Whiteley was then redirected to Panama in early 1919 to serve as a field artillery officer attached to the Air Service. When professional military flight training schools closed after the war, he was not deterred from getting into the air and simply taught himself to fly in the JN4-H Jenny. After 2 years in Panama, the “do-it-yourself” pilot was transferred to the 20th Bomb Squadron at Langley Field, Virginia, and in mid-1923 flew a Martin bomber against the battleships Virginia and New Jersey in General Billy Mitchell’s historic test that proved the vulnerability of warships to air attack. Later that same year, the Chief of the Air Service approved a suggestion by Whiteley to further ” see what the airplane was capable of doing.” With another pilot and two mechanics, First Lieutenant Whiteley departed Langley Field in the fall of 1923 in command of a Martin NBS-1 bomber, which they would fly on an 8,257-mile multi-legged trip to San Diego, California, and back again.

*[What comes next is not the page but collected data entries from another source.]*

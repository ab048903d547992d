//! Error types for the library layer.

use std::fmt;

/// Errors produced by the library layer, wrapping backend errors and adding
/// file, configuration, and input validation failures.
#[derive(Debug)]
pub enum HarvestError {
    /// Reading or writing an output, dedup, or config file failed.
    Io(std::io::Error),
    /// JSON serialization or deserialization failed.
    Serialization(serde_json::Error),
    /// A configuration file could not be parsed.
    Config(String),
    /// User-provided input failed validation.
    InvalidInput(String),
    /// A required credential was not supplied.
    MissingCredential(&'static str),
    /// An error from the official API client.
    Api(xsearch_api::Error),
    /// An error from the search-timeline scraper.
    Search(crate::search::SearchError),
    /// The headless browser could not be launched or driven.
    Browser(String),
}

impl fmt::Display for HarvestError {
    fn fmt(&self, f: &mut fmt::Formatter<'_>) -> fmt::Result {
        match self {
            Self::Io(e) => write!(f, "I/O error: {}", e),
            Self::Serialization(e) => write!(f, "Serialization error: {}", e),
            Self::Config(msg) => write!(f, "Config error: {}", msg),
            Self::InvalidInput(msg) => write!(f, "Invalid input: {}", msg),
            Self::MissingCredential(name) => write!(f, "Missing credential: {} is not set", name),
            Self::Api(e) => write!(f, "API error: {}", e),
            Self::Search(e) => write!(f, "Search error: {}", e),
            Self::Browser(msg) => write!(f, "Browser error: {}", msg),
        }
    }
}

impl std::error::Error for HarvestError {
    fn source(&self) -> Option<&(dyn std::error::Error + 'static)> {
        match self {
            Self::Io(e) => Some(e),
            Self::Serialization(e) => Some(e),
            Self::Api(e) => Some(e),
            Self::Search(e) => Some(e),
            _ => None,
        }
    }
}

impl From<std::io::Error> for HarvestError {
    fn from(e: std::io::Error) -> Self {
        Self::Io(e)
    }
}

impl From<serde_json::Error> for HarvestError {
    fn from(e: serde_json::Error) -> Self {
        Self::Serialization(e)
    }
}

impl From<xsearch_api::Error> for HarvestError {
    fn from(e: xsearch_api::Error) -> Self {
        Self::Api(e)
    }
}

impl From<crate::search::SearchError> for HarvestError {
    fn from(e: crate::search::SearchError) -> Self {
        Self::Search(e)
    }
}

Completed on 14 December, this historic journey met with only passing fanfare; however, it was not lost on those of vision who saw the undertaking as an example of military and commercial aviation coming of age. Whiteley again entered the record books in 1936 when he and then Major General Frank Andrews established an international airline distance record for amphibious aircraft. Colonel Whiteley retired in 1953 and has since spent a great deal of time writing and traveling.

Years Honored:

Aircraft/Specialty:

1984 Lithograph

Lithograph Setting(s):

John Whiteley's 93-day transcontinental flight in a Martin NBS-1 was a ride to remember. The monstrous, open-cockpit bomber skimmed over the Rocky and Sierra Mountains at 70 miles per hour and sometimes missed treetops "by a mere whisper." According to Whiteley, "At one point we were as close as 50 feet above the sloping ground--so close we could almost count the daisies. The plane literally followed the air currents between the peaks and down into the valleys, often just barely lifting us over the mountains. Some of the peaks were as high as 12,000 feet and the maximum official ceiling of our airplane, which was considered at that time to be a heavy bomber, was 10,000 feet."